Indonesia Darurat Energi

Rep: Nora Azizah/ Red: Nidia Zuraya
Ladang Migas
Ladang Migas

REPUBLIKA.CO.ID, JAKARTA - Indonesia saat ini tidak lagi dalam fase krisis energi. "Tapi sudah masuk dalam keadaan darurat energi," kata Ketua Asosiasi Perusahaan Migas Indonesia (Aspermigas) Effendi Siradjuddin pada acara Bincang Bisnis Republika di Jakarta, Rabu (25/6).

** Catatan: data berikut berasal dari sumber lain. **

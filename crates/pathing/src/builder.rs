//! Construction of the static (obstacle derived) part of the visibility
//! graph.

use nav_geometry::{Segment, Tangents};
use tracing::debug;

use crate::{graph::VisibilityGraph, obstacles::Obstacles};

/// Builds a visibility graph connecting vertices of the obstacles.
///
/// The graph consists of:
///
/// * polygon boundary edges, so that paths may follow obstacle perimeters,
///
/// * tangent edges between distinct polygons, id est line segments touching
///   both polygons without entering either of them. Any shortest path among
///   convex obstacles bends only at such tangent points.
///
/// Vertices inside other obstacles are never connected. The returned graph
/// has a dense vertex ID space starting from 0.
pub(crate) fn build(obstacles: &Obstacles) -> VisibilityGraph {
    let mut graph = VisibilityGraph::new();
    let polygons = obstacles.polygons();
    // Tangents from the currently considered vertex to all polygons.
    let mut tangents = Vec::with_capacity(polygons.len());

    for (i, polygon) in polygons.iter().enumerate() {
        let len = polygon.points().len();

        for k in 0..len {
            if obstacles.is_inside(i, k) {
                continue;
            }

            let point = polygon.point(k);
            obstacles.tangents(point, &mut tangents);

            // The other side is added when the previous vertex is considered.
            let next = (k + 1) % len;
            if !obstacles.is_inside(i, next) {
                connect(
                    &mut graph,
                    obstacles,
                    Segment::new(point, polygon.point(next)),
                    &tangents,
                );
            }

            for (j, other) in polygons.iter().enumerate().skip(i + 1) {
                let other_tangents = tangents[j];
                // The point coincides with a vertex of the other polygon.
                if other_tangents.is_degenerate() {
                    continue;
                }

                for index in other_tangents.iter() {
                    let target = other.point(index);
                    if obstacles.is_inside(j, index) || !polygon.is_tangent(k, target) {
                        continue;
                    }
                    connect(
                        &mut graph,
                        obstacles,
                        Segment::new(point, target),
                        &tangents,
                    );
                }
            }
        }
    }

    debug!(
        "Visibility graph of {} obstacles built: {} vertices, {} edges",
        polygons.len(),
        graph.vertex_count(),
        graph.edge_count()
    );

    graph
}

/// Adds an edge corresponding to `segment` if it doesn't cross any obstacle.
fn connect(
    graph: &mut VisibilityGraph,
    obstacles: &Obstacles,
    segment: Segment,
    tangents: &[Tangents],
) {
    if obstacles.is_clear(segment, tangents) {
        let (a, _) = graph.insert_vertex(segment.a());
        let (b, _) = graph.insert_vertex(segment.b());
        graph.add_edge(a, b);
    }
}
//! Planar geometry needed by the navigation graph: points, line segments and
//! convex obstacle polygons.
//!
//! Points are plain [`glam::DVec2`] values. Polygons are always stored
//! counter-clockwise and strictly convex.

mod polygon;
mod segment;
mod side;
mod tangents;

pub use glam::DVec2 as Point;
pub use polygon::ConvexPolygon;
pub use segment::Segment;
pub use side::{which_side, Side};
pub use tangents::Tangents;

/// Points closer than this distance to a polygon edge line are treated as
/// lying on the edge.
pub const EPSILON: f64 = 1e-7;
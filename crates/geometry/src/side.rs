//! Orientation predicates.

use glam::DVec2;

/// Returns the side at which point `new` appears relative to point `old` from
/// the perspective of `eye`. Counter-clockwise turn is [`Side::Left`].
///
/// Returns [`Side::Straight`] if `eye`, `old` and `new` are collinear
/// (including the case where `eye` coincides with any of them).
pub fn which_side(eye: DVec2, old: DVec2, new: DVec2) -> Side {
    let perp = (old - eye).perp_dot(new - eye);
    if perp > 0. {
        Side::Left
    } else if perp < 0. {
        Side::Right
    } else {
        Side::Straight
    }
}

#[derive(Copy, Clone, Debug, PartialEq, Eq)]
pub enum Side {
    Left,
    Straight,
    Right,
}
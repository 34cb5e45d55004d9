//! # tilepyramid
//!
//! The tile retention engine and viewport transform behind an interactive,
//! tile-based map renderer.
//!
//! [`Transform`](crate::core::transform::Transform) turns a camera (center, zoom,
//! bearing, pitch) into projection matrices and the set of tiles covering the
//! viewport. [`SourceCache`](crate::tiles::source_cache::SourceCache) keeps the live
//! tile set for one source in sync with that covering set: it requests loads
//! through an abstract [`TileSource`](crate::tiles::source::TileSource), substitutes
//! loaded ancestors and descendants while ideal tiles are still in flight,
//! holds tiles for cross-fading and parks unused tiles in an LRU cache.

pub mod core;
pub mod prelude;
pub mod tiles;

pub use crate::core::constants;

// Re-export public API
pub use crate::core::{
    config::{CacheProfile, SourceCacheOptions, TransformOptions},
    geo::{Coordinate, LatLng, LatLngBounds, Point},
    tile_id::{CanonicalTileId, OverscaledTileId, TileKey, UnwrappedTileId},
    transform::{CoveringTilesOptions, Transform},
};

pub use crate::tiles::{
    cache::TileCache,
    events::{DataType, SourceEvent},
    source::{SourceType, TileErrorKind, TileLoadError, TilePayload, TileRequest, TileSource},
    source_cache::{SourceCache, TileQueryResult, VisibleTile},
    tile::{Tile, TileState},
};

/// Result type used throughout the library
pub type Result<T> = std::result::Result<T, MapError>;

/// Common error types
#[derive(Debug, thiserror::Error)]
pub enum MapError {
    #[error("Serialization error: {0}")]
    Serialization(#[from] serde_json::Error),

    #[error("Invalid coordinates: {0}")]
    InvalidCoordinates(String),

    #[error("Invalid configuration: {0}")]
    InvalidConfiguration(String),

    /// The pixel matrix could not be inverted. The transform is in a
    /// degenerate numeric state and cannot answer screen-space queries.
    #[error("failed to invert pixel matrix")]
    MatrixInversion,
}

/// Error type alias for convenience
pub type Error = MapError;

Indonesia diprediksi bisa bertahan dalam impor energi tidak sampai 2020. Krisis energi tidak hanya terjadi di Indonesia tapi juga untuk dunia. Sebab 65 persen pasokan minyak dunia berasal dari negara Timur Tengah yang saat ini banyak terjadi konflik. 

Effendi mengatakan, saat ini sebagian besar konsumsi minyak Indonesia untuk sektor transportasi. Sementara dua per tiga konsumsi minyak tersebut berasal dari impor. Ini mengartikan bahwa Indonesia bergantung pada negara lain dalam hal energi.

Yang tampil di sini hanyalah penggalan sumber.